Ever since I purchased my first Kindle over seven years ago, I’ve never felt the urge to fit a screen protector.
To date, I still choose to keep my Kindle “eu naturel” as it came out-of-the-box.
In this article, I’ll share why I don’t use a screen protector on Kindle, discuss some of the benefits (as there are some) and offer some insights to help you decide whether a screen protector is right for you.
There are several reasons why I do not use screen protector:
Unlike my phone which I carry around and is constantly being used, for most of its life, my Kindle is sat comfortably in a drawer (sad but true) and is generally used for reading in the evening. I only ever take it out in the garden if the weather is good.
To date, I have only ever damaged one screen, and that was the result of chasing after my daughter in a soft play area, as it turns out it was an expensive playdate. In general, I’m fairly careful when it comes to electronic equipment and rarely drop them, so there’s less chance of damage.
During the past decade we’ve seen real advancements in screen technology, with brands such as Gorilla Glass and their patented chemically strengthened glass.
Also, the frame of the device is raised by approx. 2mm which reduces the chances of cracks and scratches should it fall.
You certainly feel the difference between a regular mobile screen and Kindle. The matt screen feels ever so slightly rough, as if there is some surface tension when you draw your finger across it.
Whilst it’s unlikely that Amazon will ever replicate the feel of a regular book, covering the display with a cheap screen protector takes away all of the research and development that has gone into making the current display as good as it is.
As well as losing texture, a screen protector will also introduce glare due to the polyethylene terephthalate (PET) material it’s made from. While some manufacturers will tout anti-glare technology in their screen protectors, the reality is that they will not come even close to the design and millions of dollars spent creating the best anti-glare screen on the Kindle.
If all the above wasn’t enough of a reason, one of my biggest pet peeves is when it comes to installing a screen protector. No matter how many times I try, I just cannot get rid of those tiny bubbles that are trapped between the screen and the film.
This may not bother you. However, I would imagine after reading for a while I would find this irritating, especially if it’s smack bang in the center of the display!
OK, so we’ve established that I’m not keen on-screen protectors on my Kindle, but that isn’t to say you shouldn’t too.
In fact, screen protectors will offer some degree of protection from scratches and impact damage that you would otherwise not have. So, if you are concerned about damaging the screen here are some of the advantages of having a screen protector.
Scratch Resistance – Screen protectors will protect your display from potential scratches, and you don’t have to spend too much money on a screen protector to get grade 6 protection which I’ll discuss later. Suffice it to say having an added layer of protection will stop your display from being scratched.
Impact Protection – The basic principle is that the thin layer of tempered glass will absorb the energy from any impact (such as dropping a phone) first, before it reaches the screen.

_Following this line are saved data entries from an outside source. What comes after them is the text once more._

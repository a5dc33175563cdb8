//! One fetch cycle: resolve the high-water mark, walk backwards, and answer
//! the request with either the batch or a cycle-level error message.

use crate::api::ProposalApiClient;
use crate::pipeline::attribution::AttributionResolver;
use crate::pipeline::high_water::HighWaterMarkResolver;
use crate::pipeline::outcome::Outcome;
use crate::pipeline::record::RecordFetcher;
use crate::pipeline::sources::{NameSource, ProposalCountSource, ProposalSource};
use crate::pipeline::walker::BatchWalker;
use crate::rpc::ChainRpcClient;
use crate::runtime::config::FeedConfig;
use crate::runtime::protocol::{FetchRequest, FetchResponse};
use crate::runtime::telemetry::Telemetry;
use anyhow::Result;
use std::sync::Arc;
use tokio_util::sync::CancellationToken;

/// External collaborators a [`ProposalFeed`] is assembled from.
pub struct FeedSources {
    pub counts: Arc<dyn ProposalCountSource>,
    pub names: Arc<dyn NameSource>,
    pub proposals: Arc<dyn ProposalSource>,
}

#[derive(Clone)]
pub struct ProposalFeed {
    resolver: HighWaterMarkResolver,
    walker: BatchWalker,
    telemetry: Arc<Telemetry>,
}

impl ProposalFeed {
    pub fn new(resolver: HighWaterMarkResolver, walker: BatchWalker, telemetry: Arc<Telemetry>) -> Self {
        Self {
            resolver,
            walker,
            telemetry,
        }
    }

    /// Wires the production clients described by `config`.
    pub fn from_config(
        config: &FeedConfig,
        telemetry: Arc<Telemetry>,
        shutdown: CancellationToken,
    ) -> Result<Self> {
        let chain = Arc::new(ChainRpcClient::from_config(config)?);
        let api = Arc::new(ProposalApiClient::from_config(config)?);
        let sources = FeedSources {
            counts: chain.clone(),
            names: chain,
            proposals: api,
        };
        Ok(Self::from_sources(config, sources, telemetry, shutdown))
    }

    pub fn from_sources(
        config: &FeedConfig,
        sources: FeedSources,
        telemetry: Arc<Telemetry>,
        shutdown: CancellationToken,
    ) -> Self {
        let policy = config.retry_policy();
        let resolver =
            HighWaterMarkResolver::new(sources.counts, policy).with_cancellation(shutdown.clone());
        let attribution = AttributionResolver::new(sources.names, policy, telemetry.clone());
        let fetcher = RecordFetcher::new(sources.proposals, attribution, config.request_timeout());
        let walker = BatchWalker::new(Arc::new(fetcher), telemetry.clone())
            .with_slack(config.walk_slack())
            .with_pacing(config.walk_pacing())
            .with_cancellation(shutdown);
        Self::new(resolver, walker, telemetry)
    }

    /// Runs one complete cycle. Exactly one response per request.
    pub async fn handle(&self, request: &FetchRequest) -> FetchResponse {
        let target_count = request.target_count();
        self.telemetry.record_fetch_cycle();

        let latest_id = match self.resolver.resolve_latest_id().await {
            Outcome::Value(latest_id) => latest_id,
            Outcome::Fatal(err) => return self.fail(err),
            Outcome::Skipped(reason) => return self.fail(anyhow::anyhow!(reason)),
        };

        tracing::info!(target_count, latest_id, "fetching proposals");
        let report = self.walker.collect(latest_id, target_count).await;
        FetchResponse::Data(report.batch)
    }

    fn fail(&self, err: anyhow::Error) -> FetchResponse {
        tracing::error!(error = %format!("{err:#}"), "fetch cycle failed");
        self.telemetry.record_failed_cycle();
        FetchResponse::Error(err.to_string())
    }
}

Stop Cracks from Getting Worse – If you already have a crack, a screen protector can be used to reduce the chances of the crack getting any worse. This is especially helpful if you want to use the device but can’t afford to replace the screen straight away (although we wouldn’t advise this in case you cut yourself).
Blue Light Filtering – Some older Kindle models do not have a warm light feature which reduces the amount of blue light emitted from the device. There is evidence to suggest that exposure to blue light during the evening can affect our melatonin levels which can impair sleep.

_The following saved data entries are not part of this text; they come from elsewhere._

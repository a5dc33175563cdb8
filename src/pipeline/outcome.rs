use std::fmt;

/// Result of a pipeline step. `Skipped` is a gap the caller steps over;
/// `Fatal` ends the current fetch cycle.
pub enum Outcome<T> {
    Value(T),
    Skipped(String),
    Fatal(anyhow::Error),
}

impl<T> Outcome<T> {
    pub fn value(self) -> Option<T> {
        match self {
            Outcome::Value(value) => Some(value),
            Outcome::Skipped(_) | Outcome::Fatal(_) => None,
        }
    }

    pub fn is_value(&self) -> bool {
        matches!(self, Outcome::Value(_))
    }

    pub fn is_fatal(&self) -> bool {
        matches!(self, Outcome::Fatal(_))
    }
}

impl<T: fmt::Debug> fmt::Debug for Outcome<T> {
    fn fmt(&self, f: &mut fmt::Formatter<'_>) -> fmt::Result {
        match self {
            Outcome::Value(value) => f.debug_tuple("Value").field(value).finish(),
            Outcome::Skipped(reason) => f.debug_tuple("Skipped").field(reason).finish(),
            Outcome::Fatal(err) => f.debug_tuple("Fatal").field(&format_args!("{err:#}")).finish(),
        }
    }
}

When it comes to protecting your screen from scratches absolutely. However, it’s impossible to provide complete protection from impact. A screen protector will act as the first line of defense and absorb any energy from an impact first, but it will not make the device unbreakable, so you still need to be careful.
A screen protector can have an effect on touch sensitivity which may result in the device missing user touch commands. Generally, the effects are so small that they will have no impact on the user, but it’s important to remember that not all screen protectors are created equally.
Here are some factors that you need to consider when choosing a screen protector:
Ereaders on the whole are expensive, with Kindle prices ranging wildly, with the Basic Kindle at $100 to the latest Kindle Scribe costing $400, so this may also influence your decision.
If you have a Kindle Scribe and choose not to have a screen protector, you may want to consider ensuring the device from damage, either by taking out individual insurance from Amazon or through accidental damage through your home insurance.
Firstly, I’m sorry to hear that.
Unlike mobile phones, trying to find someone to fix a damaged Kindle screen can be time consuming and costly.
One option which I mentioned previously is to use a screen protector as you “could” use this to stop the crack from getting any worse and may allow you to continue to use the device without cutting yourself on the screen. However, I would try to have the screen repaired rather than using a damaged screen as the chances are that the crack will continue to the point that you have to replace.
For advice on where to go and the cost of on-screen repair, check out our guide.
Having a screen protector on your Kindle will add a good level of protection to your device, but it will also take away some of the benefits of purchasing a Kindle over a tablet in the first place.
Do you really need one?
I personally don’t, even my Kindle Paperwhite which I take out regularly does not have one, but that’s just me.
Whichever way you choose, the best thing about screen protectors is that you can always take them off.